Study of the impact of ClinGen Revisions on ACMG/AMP variant semi-automatic classification for Rare Diseases diagnosis

Abstract

With the rapid development of massive sequencing technologies, the analysis of genetic variants for clinical diagnosis has exponentially escalated, particularly in the context of Rare Diseases (RDs). Diagnosing them involves identifying the genetic variants responsible for the underlying pathology development. In 2015, the American College of Medical Genetics (ACMG) established a set of recommendations to assess the evidence associated with each variant, aiming to achieve a standardized five tier classification.

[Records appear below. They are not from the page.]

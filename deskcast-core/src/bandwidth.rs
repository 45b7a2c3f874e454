//! Adaptive bandwidth controller.
//!
//! Records three sample series over a trailing window and turns them
//! into capture telemetry and an encode quality:
//!
//! - **bytes sent**: one sample per encoded payload.
//! - **frames sent**: one sample per payload handed to the channel.
//! - **iterations**: one sample per capture attempt, productive or not.
//!
//! A periodic [`process_metrics`](BandwidthController::process_metrics)
//! pass prunes expired samples, derives Fps / Ips / Mbps, steers the
//! quality towards the configured target throughput, and opens or closes
//! the bandwidth gate the capture loop waits on.

use std::collections::{BTreeMap, VecDeque};
use std::sync::atomic::{AtomicBool, Ordering};
use std::sync::{Arc, Mutex, MutexGuard};
use std::time::Duration;

use serde::{Deserialize, Serialize};
use tokio::sync::{broadcast, watch};
use tokio::task::JoinHandle;
use tokio::time::{Instant, MissedTickBehavior};
use tokio_util::sync::CancellationToken;
use tracing::{debug, trace};

use crate::config::BandwidthConfig;
use crate::error::{DeskcastError, Result};

/// Capacity of the snapshot broadcast channel.
const SNAPSHOT_CAPACITY: usize = 16;

// ── MetricsSnapshot ──────────────────────────────────────────────

/// Point-in-time view of the capture telemetry.
#[derive(Debug, Clone, PartialEq, Default, Serialize, Deserialize)]
pub struct MetricsSnapshot {
    /// Payloads sent per second.
    pub fps: f64,
    /// Capture attempts per second.
    pub ips: f64,
    /// Outbound throughput in megabits per second.
    pub mbps: f64,
    /// Current delta encode quality.
    pub quality: u8,
    pub is_using_gpu: bool,
    /// `true` while quality sits below the configured default.
    pub is_quality_reduced: bool,
    /// Free-form diagnostics (selected display, backend, bounds).
    pub extra: BTreeMap<String, String>,
}

// ── Samples ──────────────────────────────────────────────────────

#[derive(Debug, Default)]
struct Samples {
    bytes: VecDeque<(Instant, usize)>,
    frames: VecDeque<Instant>,
    iterations: VecDeque<Instant>,
}

impl Samples {
    fn prune(&mut self, now: Instant, window: Duration) {
        while let Some(&(ts, _)) = self.bytes.front() {
            if now.saturating_duration_since(ts) > window {
                self.bytes.pop_front();
            } else {
                break;
            }
        }
        prune_instants(&mut self.frames, now, window);
        prune_instants(&mut self.iterations, now, window);
    }
}

fn prune_instants(series: &mut VecDeque<Instant>, now: Instant, window: Duration) {
    while let Some(&ts) = series.front() {
        if now.saturating_duration_since(ts) > window {
            series.pop_front();
        } else {
            break;
        }
    }
}

/// Events per second over `window`. A lone sample counts as one per
/// second so a single frame does not read as a fraction.
fn rate(count: usize, window: Duration) -> f64 {
    match count {
        0 => 0.0,
        1 => 1.0,
        n => n as f64 / window.as_secs_f64(),
    }
}

/// bytes → MiB → megabits per second over `window`.
fn bytes_to_mbps(bytes: usize, window: Duration) -> f64 {
    bytes as f64 / 1024.0 / 1024.0 / window.as_secs_f64() * 8.0
}

/// One quality-control step.
///
/// Over target, the new quality scales the current one by
/// `target / mbps`. Under target, it scales the default quality, so an
/// idle link recovers fully. Decreases apply at once (floored at the
/// minimum); increases move at most `quality_step` per call and never
/// exceed the default.
pub fn next_quality(current: u8, mbps: f64, config: &BandwidthConfig) -> u8 {
    let minimum = config.minimum_quality;
    let default = config.default_quality.max(minimum);
    let current = current.clamp(minimum, default);

    let target = if mbps.is_nan() || mbps <= 0.0 {
        default as f64
    } else if mbps > config.target_mbps {
        config.target_mbps / mbps * current as f64
    } else {
        config.target_mbps / mbps * default as f64
    };
    let target = target.clamp(0.0, u8::MAX as f64) as u8;

    if target < current {
        target.max(minimum)
    } else {
        let ceiling = target.min(default);
        current.saturating_add(config.quality_step).min(ceiling)
    }
}

// ── BandwidthController ──────────────────────────────────────────

#[derive(Debug)]
struct Derived {
    fps: f64,
    ips: f64,
    mbps: f64,
    quality: u8,
    /// Number of times quality has been lowered.
    reductions: u64,
}

/// Shared telemetry and quality state for one capture pipeline.
///
/// All methods take `&self`; share it behind an [`Arc`].
pub struct BandwidthController {
    config: BandwidthConfig,
    samples: Mutex<Samples>,
    /// Held for the whole of a processing pass.
    processing: Mutex<()>,
    derived: Mutex<Derived>,
    using_gpu: AtomicBool,
    extra: Mutex<BTreeMap<String, String>>,
    gate: watch::Sender<bool>,
    snapshots: broadcast::Sender<MetricsSnapshot>,
}

impl BandwidthController {
    pub fn new(config: BandwidthConfig) -> Self {
        let (gate, _) = watch::channel(true);
        let (snapshots, _) = broadcast::channel(SNAPSHOT_CAPACITY);
        Self {
            derived: Mutex::new(Derived {
                fps: 0.0,
                ips: 0.0,
                mbps: 0.0,
                quality: config.default_quality,
                reductions: 0,
            }),
            config,
            samples: Mutex::new(Samples::default()),
            processing: Mutex::new(()),
            using_gpu: AtomicBool::new(false),
            extra: Mutex::new(BTreeMap::new()),
            gate,
            snapshots,
        }
    }

    pub fn config(&self) -> &BandwidthConfig {
        &self.config
    }

    // ── Sample recording ─────────────────────────────────────────

    pub fn mark_bytes_sent(&self, len: usize) {
        self.mark_bytes_sent_at(Instant::now(), len);
    }

    pub fn mark_bytes_sent_at(&self, when: Instant, len: usize) {
        lock(&self.samples).bytes.push_back((when, len));
    }

    pub fn mark_frame_sent(&self) {
        self.mark_frame_sent_at(Instant::now());
    }

    pub fn mark_frame_sent_at(&self, when: Instant) {
        lock(&self.samples).frames.push_back(when);
    }

    pub fn mark_iteration(&self) {
        self.mark_iteration_at(Instant::now());
    }

    pub fn mark_iteration_at(&self, when: Instant) {
        lock(&self.samples).iterations.push_back(when);
    }

    // ── Processing ───────────────────────────────────────────────

    /// Run one metrics pass. Returns `false` if another pass was in
    /// progress and this one was skipped.
    pub fn process_metrics(&self) -> bool {
        self.process_metrics_at(Instant::now())
    }

    pub fn process_metrics_at(&self, now: Instant) -> bool {
        let Ok(_pass) = self.processing.try_lock() else {
            trace!("metrics pass already running, skipping tick");
            return false;
        };

        let window = self.config.window();
        let (fps, ips, mbps) = {
            let mut samples = lock(&self.samples);
            samples.prune(now, window);
            let bytes: usize = samples.bytes.iter().map(|&(_, len)| len).sum();
            let mbps = if samples.bytes.is_empty() {
                0.0
            } else {
                bytes_to_mbps(bytes, window)
            };
            (
                rate(samples.frames.len(), window),
                rate(samples.iterations.len(), window),
                mbps,
            )
        };

        {
            let mut derived = lock(&self.derived);
            let quality = next_quality(derived.quality, mbps, &self.config);
            if quality != derived.quality {
                debug!(from = derived.quality, to = quality, mbps, "quality adjusted");
            }
            if quality < derived.quality {
                derived.reductions += 1;
            }
            *derived = Derived {
                fps,
                ips,
                mbps,
                quality,
                reductions: derived.reductions,
            };
        }

        let open = mbps < self.config.max_mbps;
        self.gate.send_if_modified(|state| {
            if *state == open {
                return false;
            }
            if open {
                debug!(mbps, "bandwidth gate reopened");
            } else {
                debug!(mbps, max = self.config.max_mbps, "bandwidth ceiling reached, pausing capture");
            }
            *state = open;
            true
        });
        true
    }

    // ── Accessors ────────────────────────────────────────────────

    /// Quality for the next delta encode.
    pub fn quality(&self) -> u8 {
        lock(&self.derived).quality
    }

    pub fn mbps(&self) -> f64 {
        lock(&self.derived).mbps
    }

    pub fn fps(&self) -> f64 {
        lock(&self.derived).fps
    }

    pub fn ips(&self) -> f64 {
        lock(&self.derived).ips
    }

    /// Count of quality reductions so far. Changes whenever a metrics
    /// pass lowers quality.
    pub fn quality_reductions(&self) -> u64 {
        lock(&self.derived).reductions
    }

    pub fn is_quality_reduced(&self) -> bool {
        self.quality() < self.config.default_quality
    }

    pub fn is_gate_open(&self) -> bool {
        *self.gate.borrow()
    }

    /// Resolve once throughput is below the ceiling. Returns immediately
    /// while the gate is open.
    pub async fn wait_for_bandwidth(&self) -> Result<()> {
        let mut rx = self.gate.subscribe();
        rx.wait_for(|open| *open)
            .await
            .map(|_| ())
            .map_err(|_| DeskcastError::ChannelClosed)
    }

    pub fn set_using_gpu(&self, using_gpu: bool) {
        self.using_gpu.store(using_gpu, Ordering::Relaxed);
    }

    pub fn set_diagnostic(&self, key: impl Into<String>, value: impl Into<String>) {
        lock(&self.extra).insert(key.into(), value.into());
    }

    pub fn snapshot(&self) -> MetricsSnapshot {
        let (fps, ips, mbps, quality) = {
            let d = lock(&self.derived);
            (d.fps, d.ips, d.mbps, d.quality)
        };
        MetricsSnapshot {
            fps,
            ips,
            mbps,
            quality,
            is_using_gpu: self.using_gpu.load(Ordering::Relaxed),
            is_quality_reduced: quality < self.config.default_quality,
            extra: lock(&self.extra).clone(),
        }
    }

    pub fn subscribe(&self) -> broadcast::Receiver<MetricsSnapshot> {
        self.snapshots.subscribe()
    }

    /// Publish the current snapshot to every subscriber.
    pub fn broadcast_metrics(&self) -> MetricsSnapshot {
        let snapshot = self.snapshot();
        debug!(
            fps = format_args!("{:.1}", snapshot.fps),
            ips = format_args!("{:.1}", snapshot.ips),
            mbps = format_args!("{:.2}", snapshot.mbps),
            quality = snapshot.quality,
            gpu = snapshot.is_using_gpu,
            "capture metrics"
        );
        // No receivers is fine.
        let _ = self.snapshots.send(snapshot.clone());
        snapshot
    }

    /// Spawn the processing and broadcast timers. Both stop when `cancel`
    /// fires.
    pub fn start(self: &Arc<Self>, cancel: CancellationToken) -> JoinHandle<()> {
        let this = Arc::clone(self);
        tokio::spawn(async move {
            let tick_period = this.config.tick();
            let broadcast_period = this.config.broadcast_interval();
            let mut tick = tokio::time::interval_at(Instant::now() + tick_period, tick_period);
            tick.set_missed_tick_behavior(MissedTickBehavior::Skip);
            let mut broadcast =
                tokio::time::interval_at(Instant::now() + broadcast_period, broadcast_period);
            broadcast.set_missed_tick_behavior(MissedTickBehavior::Skip);

            loop {
                tokio::select! {
                    _ = cancel.cancelled() => break,
                    _ = tick.tick() => {
                        this.process_metrics();
                    }
                    _ = broadcast.tick() => {
                        this.broadcast_metrics();
                    }
                }
            }
            debug!("bandwidth controller stopped");
        })
    }
}

impl Default for BandwidthController {
    fn default() -> Self {
        Self::new(BandwidthConfig::default())
    }
}

impl std::fmt::Debug for BandwidthController {
    fn fmt(&self, f: &mut std::fmt::Formatter<'_>) -> std::fmt::Result {
        f.debug_struct("BandwidthController")
            .field("config", &self.config)
            .field("quality", &self.quality())
            .field("gate_open", &self.is_gate_open())
            .finish()
    }
}

/// Samples and derived values stay consistent even if a holder panicked.
fn lock<T>(mutex: &Mutex<T>) -> MutexGuard<'_, T> {
    mutex.lock().unwrap_or_else(|poisoned| poisoned.into_inner())
}

// ── Tests ────────────────────────────────────────────────────────
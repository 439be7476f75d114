//! Configuration types for tsvlog.
//!
//! [`Config::load`] layers `~/.config/tsvlog/config.toml` (when present) and
//! `TSVLOG_*` environment variables over the hardcoded defaults.
//! [`Config::defaults`] returns the same defaults without touching the
//! filesystem (useful in tests).

use serde::Deserialize;
use std::path::{Path, PathBuf};

// ---------------------------------------------------------------------------
// Embedded defaults
// ---------------------------------------------------------------------------

const DEFAULT_CONFIG: &str = r#"
[parser]
separator         = "\t"
skip_blank_lines  = false
strip_decorations = false

[normalizer]
timestamp_formats = [
    "%Y-%m-%dT%H:%M:%S%.f",
    "%Y-%m-%d %H:%M:%S%.f",
    "%Y/%m/%d %H:%M:%S%.f",
    "%Y-%m-%d",
]
"#;

// ---------------------------------------------------------------------------
// Public config types
// ---------------------------------------------------------------------------

/// Top-level configuration.
#[derive(Debug, Clone, Deserialize)]
pub struct Config {
    #[serde(default)]
    pub parser: ParserConfig,
    #[serde(default)]
    pub normalizer: NormalizerConfig,
}

/// `[parser]` section of `config.toml`.
#[derive(Debug, Clone, Deserialize)]
pub struct ParserConfig {
    /// Splits a line into tokens. Must not be empty.
    #[serde(default = "default_separator")]
    pub separator: String,
    /// Whitespace-only lines produce no record (off: they reach the
    /// normalizer with an empty `time` and fail the load).
    #[serde(default = "default_skip_blank_lines")]
    pub skip_blank_lines: bool,
    /// Strip `[..]` around time and host and a trailing `:` after level.
    #[serde(default)]
    pub strip_decorations: bool,
}

fn default_separator() -> String { "\t".to_string() }
fn default_skip_blank_lines() -> bool { false }

impl Default for ParserConfig {
    fn default() -> Self {
        Self {
            separator: default_separator(),
            skip_blank_lines: default_skip_blank_lines(),
            strip_decorations: false,
        }
    }
}

/// `[normalizer]` section of `config.toml`.
#[derive(Debug, Clone, Deserialize)]
pub struct NormalizerConfig {
    /// `chrono` formats tried in order after RFC 3339. Each is tried as a
    /// date-time first, then as a bare date.
    #[serde(default = "default_timestamp_formats")]
    pub timestamp_formats: Vec<String>,
}

fn default_timestamp_formats() -> Vec<String> {
    [
        "%Y-%m-%dT%H:%M:%S%.f",
        "%Y-%m-%d %H:%M:%S%.f",
        "%Y/%m/%d %H:%M:%S%.f",
        "%Y-%m-%d",
    ]
    .into_iter()
    .map(String::from)
    .collect()
}

impl Default for NormalizerConfig {
    fn default() -> Self {
        Self {
            timestamp_formats: default_timestamp_formats(),
        }
    }
}

impl Default for Config {
    fn default() -> Self {
        Self::defaults()
    }
}

impl Config {
    /// Load from `~/.config/tsvlog/config.toml` if it exists, then apply
    /// `TSVLOG_<SECTION>__<KEY>` environment overrides. Never writes.
    pub fn load() -> anyhow::Result<Self> {
        let path = config_path();

        config::Config::builder()
            .add_source(config::File::from_str(DEFAULT_CONFIG, config::FileFormat::Toml))
            .add_source(config::File::from(path.as_path()).required(false))
            .add_source(
                config::Environment::with_prefix("TSVLOG")
                    .prefix_separator("_")
                    .separator("__"),
            )
            .build()?
            .try_deserialize()
            .map_err(Into::into)
    }

    /// Layer an explicit config file (which must exist) over the defaults.
    pub fn from_file(path: &Path) -> anyhow::Result<Self> {
        config::Config::builder()
            .add_source(config::File::from_str(DEFAULT_CONFIG, config::FileFormat::Toml))
            .add_source(config::File::from(path).required(true))
            .build()?
            .try_deserialize()
            .map_err(Into::into)
    }

    /// Return the built-in defaults without touching the filesystem.
    pub fn defaults() -> Self {
        config::Config::builder()
            .add_source(config::File::from_str(DEFAULT_CONFIG, config::FileFormat::Toml))
            .build()
            .expect("built-in default config must be valid TOML")
            .try_deserialize()
            .expect("built-in default config must deserialize correctly")
    }
}

// ---------------------------------------------------------------------------
// Path helpers
// ---------------------------------------------------------------------------

fn config_path() -> PathBuf {
    std::env::var("XDG_CONFIG_HOME")
        .map(PathBuf::from)
        .unwrap_or_else(|_| {
            PathBuf::from(std::env::var("HOME").unwrap_or_else(|_| ".".to_string()))
                .join(".config")
        })
        .join("tsvlog")
        .join("config.toml")
}

// ---------------------------------------------------------------------------
// Tests
// ---------------------------------------------------------------------------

Over the past 5 years, ClinGen, the NIH-funded Clinical Genome Resource, has reviewed these criteria in order to make variant classification a more reproducible and rigorous process. This paper examines the impact of ClinGen-Rev modifications on variant classification, comparing them with the ACMG-2015 original recommendations. After analyzing sets of genetic variants, extracted from VCFs samples, using both criteria, we observed a change in 8.0 % of the clinical verdicts for these variants. ClinGen-Rev modifications correctly categorized 89.2 % of the curated variants, representing a significant improvement compared to the 65.6 % achieved by ACMG-2015. We also analyzed the modifications impact in a real like clinical setting, showing a significant overall reduction of VUS variants and thus potential reduction in analysis time. Finally, we discuss the underlying reasons for the most relevant changes in terms of specific labels and present their implications on the prioritization and selection process of variants, identifying some recommendations of key significant importance.